Binyamin Netanyahu’s recent visit to London implicitly emphasised this approach. The collective advertisement in support of the Prime Minister in the Jewish Chronicle, paid for by a charitable trust, purported to speak in the name of the wider Jewish community. This appeared in the full knowledge that another letter, signed and paid for by its signatories, opposed the current Israeli government’s policies. The sponsors of the pro-Netanyahu letter felt buttressed by the obligatory reception for an incumbent Prime Minister which some communal organisations sponsored. The suggestion was that those who signed the British Friends of Peace Now letter were essentially beyond the communal periphery.
Although this letter was signed by many traditional Jews, one signatory further suggested that it contained ‘a preponderance of Reform rabbis, left-wing thinkers and personalities within the arts’. This was a simplistic attempt to polarise the two approaches into essentially religious definitions — if you were ‘really, really, Jewish’ then you supported Netanyahu. Moreover it is self-evident that even those who do not accept pluralism within Judaism feel strongly about the breakdown of the peace process. Despite appearances to the contrary, Orthodoxy in Britain is actually divided. Esther Wachsman, the mother of the murdered Israeli soldier, Nachshon Wachsman, recently spoke on ‘understanding and tolerance: between Jew and Arab, between Jew and Jew’ to several crowded United Synagogue audiences. The categorisation that an orthodox affiliation automatically means support for the Likud government and its policies is simply incorrect.
Although some of the signatories who welcomed Netanyahu on behalf of Anglo-Jewry projected an unconcealed disdain for opposing opinions, they were ironically the same people who condemned him for the IDFs redeployment from Hebron. Many would not be members of Netanyahu’s party in Israel because he is too moderate for them. Some approve the wholesale transfer’ of Palestinians from the West Bank to other Arab countries, others have written about Netanyahu’s ‘politics of appeasement’. They too are dissenters.

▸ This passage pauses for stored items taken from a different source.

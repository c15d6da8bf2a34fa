//! Parameter smoothers: the one-pole exponential smoother the amp uses for
//! gains, and a clamped linear ramp for crossfades.
//!
//! Both run once per sample on the audio thread, are denormal-safe under
//! `flush_denormal`, and never allocate. [`SmoothedParam`] carries the amp's
//! three fixed gain smoothers — `param1`/`param2` and the cabinet crossfade
//! gain at `tau = 0.1 s`, the global bypass crossfade at `tau = 0.25 s` — and
//! [`LinearSmoothedParam`] backs anything that needs a bounded-time,
//! exactly-converging ramp instead of an asymptotic decay.
//!
//! ```rust
//! use ampcore_dsp::SmoothedParam;
//!
//! // Cabinet crossfade gain: tau = 0.1 s, as in the amp's signal chain.
//! let mut cabsim_gain = SmoothedParam::new(0.0);
//! cabsim_gain.set_sample_rate(48000.0);
//! cabsim_gain.set_smoothing_time_ms(100.0);
//!
//! cabsim_gain.set_target(1.0);
//! for _ in 0..480 {
//!     let _gain_this_sample = cabsim_gain.advance();
//! }
//! ```

use libm::expf;

/// A gain smoothed by a one-pole low-pass filter with time constant `tau`.
///
/// This backs `param1`/`param2` and the cabinet crossfade gain (`tau = 0.1 s`
/// each) and the global bypass crossfade gain (`tau = 0.25 s`). The
/// exponential decay never fully reaches the target; [`Self::is_settled`]
/// treats "within 1e-6" as arrived, which at these tau values happens well
/// before 5*tau (the point where a one-pole reaches 99.3%).
#[derive(Debug, Clone)]
pub struct SmoothedParam {
    /// Current smoothed value
    current: f32,
    /// Target value we're smoothing towards
    target: f32,
    /// Smoothing coefficient (0 = instant, ~1 = very slow)
    coeff: f32,
    /// Sample rate in Hz
    sample_rate: f32,
    /// Smoothing time in milliseconds
    smoothing_time_ms: f32,
}

impl SmoothedParam {
    /// Create a new smoothed parameter with initial value.
    ///
    /// Smoothing is disabled by default (instant changes). Call
    /// [`set_sample_rate`](Self::set_sample_rate) and
    /// [`set_smoothing_time_ms`](Self::set_smoothing_time_ms) to enable.
    ///
    /// # Arguments
    /// * `initial` - Initial parameter value
    pub fn new(initial: f32) -> Self {
        Self {
            current: initial,
            target: initial,
            coeff: 0.0, // No smoothing until configured
            sample_rate: 44100.0,
            smoothing_time_ms: 0.0,
        }
    }

    /// Create a smoothed parameter with full configuration.
    ///
    /// # Arguments
    /// * `initial` - Initial parameter value
    /// * `sample_rate` - Sample rate in Hz
    /// * `smoothing_time_ms` - Smoothing time constant in milliseconds
    pub fn with_config(initial: f32, sample_rate: f32, smoothing_time_ms: f32) -> Self {
        let mut param = Self::new(initial);
        param.sample_rate = sample_rate;
        param.smoothing_time_ms = smoothing_time_ms;
        param.recalculate_coeff();
        param
    }

    /// Set the target value (parameter will smooth towards this).
    ///
    /// The parameter will exponentially approach this value over the
    /// configured smoothing time.
    #[inline]
    pub fn set_target(&mut self, target: f32) {
        self.target = target;
    }

    /// Set target and immediately snap to it (no smoothing).
    ///
    /// Useful for initialization or when you explicitly want instant changes.
    #[inline]
    pub fn set_immediate(&mut self, value: f32) {
        self.target = value;
        self.current = value;
    }

    /// Update sample rate and recalculate smoothing coefficient.
    pub fn set_sample_rate(&mut self, sample_rate: f32) {
        self.sample_rate = sample_rate;
        self.recalculate_coeff();
    }

    /// Set smoothing time in milliseconds.
    ///
    /// Typical values:
    /// - 0.0 ms: No smoothing (instant)
    /// - 5-10 ms: Fast, good for gain/pan
    /// - 20-50 ms: Medium, good for filter cutoff
    /// - 100+ ms: Slow, for gradual transitions
    pub fn set_smoothing_time_ms(&mut self, time_ms: f32) {
        self.smoothing_time_ms = time_ms;
        self.recalculate_coeff();
    }

    /// Get the next smoothed value (advances by one sample).
    ///
    /// Call this once per sample in your audio processing loop.
    #[inline]
    pub fn advance(&mut self) -> f32 {
        // One-pole lowpass: y[n] = y[n-1] + coeff * (target - y[n-1])
        // Equivalent to: y[n] = (1-coeff) * y[n-1] + coeff * target
        self.current = self.current + self.coeff * (self.target - self.current);
        self.current
    }

    /// Get the current smoothed value without advancing.
    #[inline]
    pub fn get(&self) -> f32 {
        self.current
    }

    /// Get the target value.
    #[inline]
    pub fn target(&self) -> f32 {
        self.target
    }

    /// Check if the parameter has reached its target (within epsilon).
    ///
    /// Useful for knowing when smoothing is complete.
    #[inline]
    pub fn is_settled(&self) -> bool {
        (self.current - self.target).abs() < 1e-6
    }

    /// Skip ahead to the target value immediately.
    ///
    /// Useful for resetting state or when the difference is negligible.
    #[inline]
    pub fn snap_to_target(&mut self) {
        self.current = self.target;
    }

    /// Recalculate the smoothing coefficient from sample rate and smoothing time.
    ///
    /// The coefficient controls the speed of the one-pole lowpass filter that
    /// smooths parameter transitions. The derivation:
    ///
    /// A one-pole lowpass has the difference equation:
    ///   `y[n] = y[n-1] + coeff * (target - y[n-1])`
    ///
    /// This is equivalent to `y[n] = (1-coeff) * y[n-1] + coeff * target`,
    /// a first-order IIR with pole at `(1-coeff)`. The time constant tau
    /// (time to reach 63.2% of target) relates to the coefficient by:
    ///
    ///   `coeff = 1 - exp(-1 / (tau * sample_rate))`
    ///
    /// where `tau = smoothing_time_ms / 1000`. After 5*tau, the parameter
    /// reaches 99.3% of the target -- effectively settled for audio purposes.
    ///
    /// When smoothing_time_ms is 0, coeff is set to 1.0 for instant response.
    fn recalculate_coeff(&mut self) {
        if self.smoothing_time_ms <= 0.0 || self.sample_rate <= 0.0 {
            self.coeff = 1.0; // Instant (no smoothing)
        } else {
            // Time constant in seconds
            let time_constant = self.smoothing_time_ms / 1000.0;
            // Samples per time constant
            let samples = time_constant * self.sample_rate;
            // One-pole coefficient
            self.coeff = 1.0 - expf(-1.0 / samples);
        }
    }
}

impl Default for SmoothedParam {
    fn default() -> Self {
        Self::new(0.0)
    }
}

/// A parameter with linear smoothing (constant rate of change).
///
/// Unlike the exponential smoother, this reaches its target exactly: `step`
/// is fixed at the moment `set_target` is called, and `advance` walks
/// `current` toward `target` by at most `|step|` per sample, clamping once
/// it arrives rather than overshooting and oscillating.
#[derive(Debug, Clone)]
pub struct LinearSmoothedParam {
    /// Current value
    current: f32,
    /// Target value
    target: f32,
    /// Per-sample step toward target, fixed when the target is set
    step: f32,
    /// Time to cross the full range from current to target, in seconds
    tau: f32,
    /// Sample rate in Hz
    sample_rate: f32,
}

impl LinearSmoothedParam {
    /// Create a new linear smoothed parameter with a 10 ms ramp time.
    pub fn new(initial: f32) -> Self {
        Self::with_config(initial, 44100.0, 0.010)
    }

    /// Create with full configuration. `tau` is the ramp duration in seconds.
    pub fn with_config(initial: f32, sample_rate: f32, tau: f32) -> Self {
        Self {
            current: initial,
            target: initial,
            step: 0.0,
            tau,
            sample_rate,
        }
    }

    /// Set the target value, recomputing the per-sample step from the
    /// current distance to target so the ramp still takes `tau` seconds.
    pub fn set_target(&mut self, target: f32) {
        if (target - self.target).abs() < 1e-9 {
            return;
        }
        self.target = target;

        let denom = self.tau * self.sample_rate;
        if denom <= 0.0 {
            self.current = target;
            self.step = 0.0;
        } else {
            self.step = (target - self.current) / denom;
        }
    }

    /// Set value immediately.
    pub fn set_immediate(&mut self, value: f32) {
        self.current = value;
        self.target = value;
        self.step = 0.0;
    }

    /// Update sample rate.
    pub fn set_sample_rate(&mut self, sample_rate: f32) {
        self.sample_rate = sample_rate;
    }

    /// Set the ramp duration in seconds. Takes effect on the next `set_target`.
    pub fn set_tau(&mut self, tau: f32) {
        self.tau = tau;
    }

    /// Advance by at most `|step|`, clamped so it never overshoots `target`.
    #[inline]
    pub fn advance(&mut self) -> f32 {
        if self.step > 0.0 {
            self.current = (self.current + self.step).min(self.target);
        } else if self.step < 0.0 {
            self.current = (self.current + self.step).max(self.target);
        }
        if self.current == self.target {
            self.step = 0.0;
        }
        self.current
    }

    /// Get current value without advancing.
    #[inline]
    pub fn get(&self) -> f32 {
        self.current
    }

    /// Get target value.
    #[inline]
    pub fn target(&self) -> f32 {
        self.target
    }

    /// Check if the ramp has reached its target exactly.
    #[inline]
    pub fn is_settled(&self) -> bool {
        self.step == 0.0
    }

    /// Snap to target immediately.
    pub fn snap_to_target(&mut self) {
        self.current = self.target;
        self.step = 0.0;
    }
}

impl Default for LinearSmoothedParam {
    fn default() -> Self {
        Self::new(0.0)
    }
}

Another correspondent invoked the Prophets to project the imagery of an alien seed of destruction. ‘Your detractors and destroyers will come from within yourself’. This was comparatively mild. During the Shamir era, one leading British philanthropist, a strong supporter of settlement in the Territories, referred to his political opponents as ‘Amalekites’ — the implacable enemy of the Jewish people. Since Yitzhak Rabin’s murder by a Torah-true Jew’, it has become much more difficult to de-Judaise such critics, the fall-back position is to present this political dissent as a fifth column, a cancer gnawing away within.
It seems that there is now a broad recognition that to disagree with the policies of an Israeli government is not a sign of traitorous behaviour, but could even be regarded as a measure of commitment to Zionism and the Jewish State. It is also clear that there remains a minority which is unable to cope with unpalatable views such as those of Peace Now. They do not respect the integrity of their opponents and will utilise both Judaism and Jewishness as political instruments to discredit, marginalise or even excommunicate them. This morally low approach will only change when it is understood that there are two sides to every issue and they begin to argue for the sake of heaven rather than for the sake of victory.